── Data records
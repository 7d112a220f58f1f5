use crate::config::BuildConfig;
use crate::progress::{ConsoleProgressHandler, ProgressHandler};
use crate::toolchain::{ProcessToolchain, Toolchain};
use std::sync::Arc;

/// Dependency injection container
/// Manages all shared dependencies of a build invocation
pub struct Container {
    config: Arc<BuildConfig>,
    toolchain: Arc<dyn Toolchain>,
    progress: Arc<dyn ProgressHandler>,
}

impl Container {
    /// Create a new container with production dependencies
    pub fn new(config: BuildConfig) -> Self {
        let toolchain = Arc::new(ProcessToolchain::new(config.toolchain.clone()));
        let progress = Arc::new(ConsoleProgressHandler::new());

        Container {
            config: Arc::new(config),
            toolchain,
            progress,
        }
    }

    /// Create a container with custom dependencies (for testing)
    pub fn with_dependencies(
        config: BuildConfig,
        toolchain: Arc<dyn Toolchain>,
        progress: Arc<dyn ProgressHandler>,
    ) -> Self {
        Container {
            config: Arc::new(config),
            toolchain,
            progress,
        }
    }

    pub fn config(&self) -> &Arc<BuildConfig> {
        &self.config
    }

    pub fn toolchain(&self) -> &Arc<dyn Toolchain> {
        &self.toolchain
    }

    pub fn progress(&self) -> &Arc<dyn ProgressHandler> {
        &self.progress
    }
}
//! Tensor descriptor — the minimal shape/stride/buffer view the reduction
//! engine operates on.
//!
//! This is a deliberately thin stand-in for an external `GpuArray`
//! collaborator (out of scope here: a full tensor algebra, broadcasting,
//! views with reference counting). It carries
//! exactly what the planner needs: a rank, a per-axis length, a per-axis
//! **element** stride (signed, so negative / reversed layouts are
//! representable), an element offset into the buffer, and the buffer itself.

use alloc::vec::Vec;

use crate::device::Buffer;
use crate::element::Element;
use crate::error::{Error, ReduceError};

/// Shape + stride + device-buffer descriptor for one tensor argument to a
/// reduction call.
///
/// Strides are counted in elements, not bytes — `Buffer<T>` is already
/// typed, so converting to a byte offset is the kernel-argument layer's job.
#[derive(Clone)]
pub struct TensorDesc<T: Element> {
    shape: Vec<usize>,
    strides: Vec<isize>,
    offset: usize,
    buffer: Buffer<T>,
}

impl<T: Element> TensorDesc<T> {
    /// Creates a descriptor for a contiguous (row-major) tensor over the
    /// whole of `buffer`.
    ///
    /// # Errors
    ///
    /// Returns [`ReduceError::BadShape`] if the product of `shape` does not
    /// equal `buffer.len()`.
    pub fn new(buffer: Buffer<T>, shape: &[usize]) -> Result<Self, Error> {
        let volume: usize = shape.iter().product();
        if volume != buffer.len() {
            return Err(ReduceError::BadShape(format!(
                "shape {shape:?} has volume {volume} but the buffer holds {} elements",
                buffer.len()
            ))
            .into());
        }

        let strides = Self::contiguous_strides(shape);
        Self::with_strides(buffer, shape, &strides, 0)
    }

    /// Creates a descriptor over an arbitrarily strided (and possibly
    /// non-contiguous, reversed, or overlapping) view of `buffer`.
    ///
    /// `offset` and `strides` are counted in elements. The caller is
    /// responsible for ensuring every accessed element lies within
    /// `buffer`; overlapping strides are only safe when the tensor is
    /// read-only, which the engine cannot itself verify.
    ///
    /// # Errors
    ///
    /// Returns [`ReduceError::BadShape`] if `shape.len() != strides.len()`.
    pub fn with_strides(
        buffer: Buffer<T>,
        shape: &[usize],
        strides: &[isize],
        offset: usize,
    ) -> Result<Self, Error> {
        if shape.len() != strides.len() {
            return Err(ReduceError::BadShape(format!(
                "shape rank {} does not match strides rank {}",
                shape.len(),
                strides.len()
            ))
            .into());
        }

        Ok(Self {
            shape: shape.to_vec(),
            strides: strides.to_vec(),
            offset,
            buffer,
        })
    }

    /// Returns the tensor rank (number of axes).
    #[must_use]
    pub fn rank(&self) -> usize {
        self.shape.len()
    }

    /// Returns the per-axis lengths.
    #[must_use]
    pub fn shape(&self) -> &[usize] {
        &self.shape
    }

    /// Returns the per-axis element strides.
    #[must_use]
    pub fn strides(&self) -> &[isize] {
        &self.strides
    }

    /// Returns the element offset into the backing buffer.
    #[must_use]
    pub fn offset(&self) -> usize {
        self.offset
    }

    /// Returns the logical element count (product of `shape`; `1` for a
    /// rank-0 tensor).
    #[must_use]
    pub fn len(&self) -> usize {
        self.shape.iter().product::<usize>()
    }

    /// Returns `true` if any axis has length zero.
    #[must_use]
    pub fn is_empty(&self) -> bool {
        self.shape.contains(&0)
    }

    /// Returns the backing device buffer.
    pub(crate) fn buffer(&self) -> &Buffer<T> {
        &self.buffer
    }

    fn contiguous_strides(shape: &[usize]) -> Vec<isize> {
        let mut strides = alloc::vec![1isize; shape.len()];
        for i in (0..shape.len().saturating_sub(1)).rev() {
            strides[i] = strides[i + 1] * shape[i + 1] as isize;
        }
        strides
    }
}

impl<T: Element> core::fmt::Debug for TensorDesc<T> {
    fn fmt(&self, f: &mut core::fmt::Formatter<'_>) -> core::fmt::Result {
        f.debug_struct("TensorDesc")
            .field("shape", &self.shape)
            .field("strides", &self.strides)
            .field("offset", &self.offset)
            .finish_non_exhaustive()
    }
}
────
Once more, write out all the data above exactly as given.

repository 7d112a220f58f1f5
use crate::config::BuildConfig;
use crate::progress::{ConsoleProgressHandler, ProgressHandler};
use crate::toolchain::{ProcessToolchain, Toolchain};
use std::sync::Arc;

/// Dependency injection container
/// Manages all shared dependencies of a build invocation
pub struct Container {
    config: Arc<BuildConfig>,
    toolchain: Arc<dyn Toolchain>,
    progress: Arc<dyn ProgressHandler>,
}

impl Container {
    /// Create a new container with production dependencies
    pub fn new(config: BuildConfig) -> Self {
        let toolchain = Arc::new(ProcessToolchain::new(config.toolchain.clone()));
        let progress = Arc::new(ConsoleProgressHandler::new());

        Container {
            config: Arc::new(config),
            toolchain,
            progress,
        }
    }

    /// Create a container with custom dependencies (for testing)
    pub fn with_dependencies(
        config: BuildConfig,
        toolchain: Arc<dyn Toolchain>,
        progress: Arc<dyn ProgressHandler>,
    ) -> Self {
        Container {
            config: Arc::new(config),
            toolchain,
            progress,
        }
    }

    pub fn config(&self) -> &Arc<BuildConfig> {
        &self.config
    }

    pub fn toolchain(&self) -> &Arc<dyn Toolchain> {
        &self.toolchain
    }

    pub fn progress(&self) -> &Arc<dyn ProgressHandler> {
        &self.progress
    }
}
//! Tensor descriptor — the minimal shape/stride/buffer view the reduction
//! engine operates on.
//!
//! This is a deliberately thin stand-in for an external `GpuArray`
//! collaborator (out of scope here: a full tensor algebra, broadcasting,
//! views with reference counting). It carries
//! exactly what the planner needs: a rank, a per-axis length, a per-axis
//! **element** stride (signed, so negative / reversed layouts are
//! representable), an element offset into the buffer, and the buffer itself.

use alloc::vec::Vec;

use crate::device::Buffer;
use crate::element::Element;
use crate::error::{Error, ReduceError};

/// Shape + stride + device-buffer descriptor for one tensor argument to a
/// reduction call.
///
/// Strides are counted in elements, not bytes — `Buffer<T>` is already
/// typed, so converting to a byte offset is the kernel-argument layer's job.
#[derive(Clone)]
pub struct TensorDesc<T: Element> {
    shape: Vec<usize>,
    strides: Vec<isize>,
    offset: usize,
    buffer: Buffer<T>,
}

impl<T: Element> TensorDesc<T> {
    /// Creates a descriptor for a contiguous (row-major) tensor over the
    /// whole of `buffer`.
    ///
    /// # Errors
    ///
    /// Returns [`ReduceError::BadShape`] if the product of `shape` does not
    /// equal `buffer.len()`.
    pub fn new(buffer: Buffer<T>, shape: &[usize]) -> Result<Self, Error> {
        let volume: usize = shape.iter().product();
        if volume != buffer.len() {
            return Err(ReduceError::BadShape(format!(
                "shape {shape:?} has volume {volume} but the buffer holds {} elements",
                buffer.len()
            ))
            .into());
        }

        let strides = Self::contiguous_strides(shape);
        Self::with_strides(buffer, shape, &strides, 0)
    }

    /// Creates a descriptor over an arbitrarily strided (and possibly
    /// non-contiguous, reversed, or overlapping) view of `buffer`.
    ///
    /// `offset` and `strides` are counted in elements. The caller is
    /// responsible for ensuring every accessed element lies within
    /// `buffer`; overlapping strides are only safe when the tensor is
    /// read-only, which the engine cannot itself verify.
    ///
    /// # Errors
    ///
    /// Returns [`ReduceError::BadShape`] if `shape.len() != strides.len()`.
    pub fn with_strides(
        buffer: Buffer<T>,
        shape: &[usize],
        strides: &[isize],
        offset: usize,
    ) -> Result<Self, Error> {
        if shape.len() != strides.len() {
            return Err(ReduceError::BadShape(format!(
                "shape rank {} does not match strides rank {}",
                shape.len(),
                strides.len()
            ))
            .into());
        }

        Ok(Self {
            shape: shape.to_vec(),
            strides: strides.to_vec(),
            offset,
            buffer,
        })
    }

    /// Returns the tensor rank (number of axes).
    #[must_use]
    pub fn rank(&self) -> usize {
        self.shape.len()
    }

    /// Returns the per-axis lengths.
    #[must_use]
    pub fn shape(&self) -> &[usize] {
        &self.shape
    }

    /// Returns the per-axis element strides.
    #[must_use]
    pub fn strides(&self) -> &[isize] {
        &self.strides
    }

    /// Returns the element offset into the backing buffer.
    #[must_use]
    pub fn offset(&self) -> usize {
        self.offset
    }

    /// Returns the logical element count (product of `shape`; `1` for a
    /// rank-0 tensor).
    #[must_use]
    pub fn len(&self) -> usize {
        self.shape.iter().product::<usize>()
    }

    /// Returns `true` if any axis has length zero.
    #[must_use]
    pub fn is_empty(&self) -> bool {
        self.shape.contains(&0)
    }

    /// Returns the backing device buffer.
    pub(crate) fn buffer(&self) -> &Buffer<T> {
        &self.buffer
    }

    fn contiguous_strides(shape: &[usize]) -> Vec<isize> {
        let mut strides = alloc::vec![1isize; shape.len()];
        for i in (0..shape.len().saturating_sub(1)).rev() {
            strides[i] = strides[i + 1] * shape[i + 1] as isize;
        }
        strides
    }
}

impl<T: Element> core::fmt::Debug for TensorDesc<T> {
    fn fmt(&self, f: &mut core::fmt::Formatter<'_>) -> core::fmt::Result {
        f.debug_struct("TensorDesc")
            .field("shape", &self.shape)
            .field("strides", &self.strides)
            .field("offset", &self.offset)
            .finish_non_exhaustive()
    }
}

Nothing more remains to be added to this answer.